On the other hand, if you do have that cookie, you can make the server eval anything. And the communication is in clear text, so you can man-in-the-middle as much as you’d like. So it’s really very insecure and can’t be used any other place other than a totally locked-down, trusted network.

So Emacs should have a different way to do an eval server. Specs:

  • Don’t rely on a shared file system
  • Communication should be encrypted
  • The server should be able to limit the number of exposed endpoints

      So, ideally starting the server should look something like:

      (start-eval-server "lights" 8100 '(turn-on-lights turn-off-lights))

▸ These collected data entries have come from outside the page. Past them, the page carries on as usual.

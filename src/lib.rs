//! Leptos client-side app that loads player similarity data and lets the
//! user search it by name.

use leptos::prelude::*;
use leptos_meta::*;
use leptos_router::components::*;
use leptos_router::path;
use log::{Level, info};

// Modules
mod components;
pub mod config;
pub mod data;
mod pages;

// Top-Level pages
use crate::pages::not_found::NotFound;
use crate::pages::players::Players;

/// Initialize logging and panic hooks for the WASM target.
pub fn init_logging() {
	let _ = console_log::init_with_level(Level::Debug);
	console_error_panic_hook::set_once();
	info!("Logging initialized");
}

/// An app router which renders the player search and handles 404's
#[component]
pub fn App() -> impl IntoView {
	// Provides context that manages stylesheets, titles, meta tags, etc.
	provide_meta_context();

	view! {
		<Html attr:lang="en" attr:dir="ltr" attr:data-theme="light" />

		<Title text="Similar Players" />

		<Meta charset="UTF-8" />
		<Meta name="viewport" content="width=device-width, initial-scale=1.0" />

		<Router>
			<Routes fallback=|| view! { <NotFound /> }>
				<Route path=path!("/") view=|| view! { <Players /> } />
			</Routes>
		</Router>
	}
}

      where the first parameter is the name of the service, the second is the port number it should listen to, and the third parameter is a list of functions it will allow the caller to have evaluated.

      The client will typically look like:

      (eval-at "lights" "stories" 8100 '(turn-on-lights kitchen))

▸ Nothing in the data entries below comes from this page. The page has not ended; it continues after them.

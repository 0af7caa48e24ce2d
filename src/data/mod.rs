//! Player data: payload types, the load-then-join pipeline and the name filter.

mod filter;
mod join;
mod loader;
mod types;

pub use filter::{NameFilter, search_filter};
pub use join::{EgoIndex, NodeLabels, denormalize};
pub use loader::{Fetch, HttpFetch, LoadError, LoadState, PlayerData, load, load_into};
pub use types::{EgoRecord, Node, NodeId, NodeKey, Player, SimilarityEntry};
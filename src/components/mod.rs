mod player_card;

pub use player_card::PlayerCard;
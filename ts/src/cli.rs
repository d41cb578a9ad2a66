//! CLI argument parsing for cortex-memory

use clap::{Parser, Subcommand};
use std::path::PathBuf;

#[derive(Parser, Debug)]
#[command(name = "cortex-memory")]
#[command(author, version, about = "Persistent user/project memory and archival knowledge store", long_about = None)]
pub struct Cli {
    /// Path to config file
    #[arg(short, long)]
    pub config: Option<PathBuf>,

    #[command(subcommand)]
    pub command: Command,
}

#[derive(Subcommand, Debug)]
pub enum Command {
    /// Get a user memory field, or all fields if none given
    UserGet {
        field: Option<String>,
    },
    /// Set a user memory field (name, role, experience, os, shell, editor)
    UserSet {
        field: String,
        value: String,
    },
    /// Show project memory (summary and conventions)
    ProjectGet,
    /// Set project memory
    ProjectSet {
        #[arg(long)]
        summary: Option<String>,
        #[arg(long)]
        convention: Vec<String>,
    },
    /// Insert an archival entry
    Insert {
        content: String,
        #[arg(short, long)]
        tags: Vec<String>,
    },
    /// Search archival entries
    Search {
        query: String,
        #[arg(short, long)]
        tags: Vec<String>,
        #[arg(short, long, default_value_t = 5)]
        k: usize,
    },
    /// List registered tool definitions
    Tools,
}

      For encryption, we could either do TLS or something home-brewed. And as all crypto experts tell us: Always roll your own crypto, so we’ll go with the latter one. But most of all because we’d really only be doing self-signed certificates, so TLS gives us a lot a problems without giving us security.

      But we could rely on an ssh-like setup with pinned self-signed certificates to give the client security, and client certificates to give the server security, but it’s… difficult to see how that could be made to work without a lot of handholding. And Emacs doesn’t have built-in tools to create certificates, anyway…

      Instead we’ll do symmetric encryption with a shared key. We’ll have ~/.authinfo entries like:

      machine lights port 8100 password s0pers3cret

      So… we’re not relying on a shared file system, but we are relying on pre-shared keys.

      I’ve put the results on github, and in addition to the Emacs client/server bits, I’ve also added a shell script that relies on openssh to do the encryption.

      $ ./eval-client lights stories 8710 '(+ 5 4)'
      9
      $ ./eval-client lights stories 8710 '(+ f 4)'
      Error: Got error message from server:
      (number-or-marker-p f)

      Seems to work!

      The client-server communication is plist-based, so they pass around things like:

      I think AES-256-CBC with PKCS#7 padding is a reasonable cipher to use for this type of thing, but I’m not an encryption expert. Does anybody have any input on that bit?

      The sexp specifies what cipher we’re using, so the protocol should be backwards/forwards compatible if we move to a different cipher in the future. The server should use the same cipher the client used, or if that’s not supportet any more, return an error.

      The error message is also encrypted, of course.

      Another design niggle: I’ve made the eval-at function throw errors when the server says an error has occurred, and if the error occurred when evalling the form, eval-at will throw the same error. Like:

      (eval-at "lights" "stories" 8710 '(+ t 2))
      -> (wrong-type-argument . "(number-or-marker-p t)")

      Does that make sense? I mean, eval-at itself didn’t have a wrong-type argument: It made a network connection, squirted some data over, and got some data back. So it was a success! But…

      What do you think?

      When I find some time (and after using this for a while to see whether it makes sense), I’ll probably propose adding this to Emacs and deprecate the old emacsclient stuff.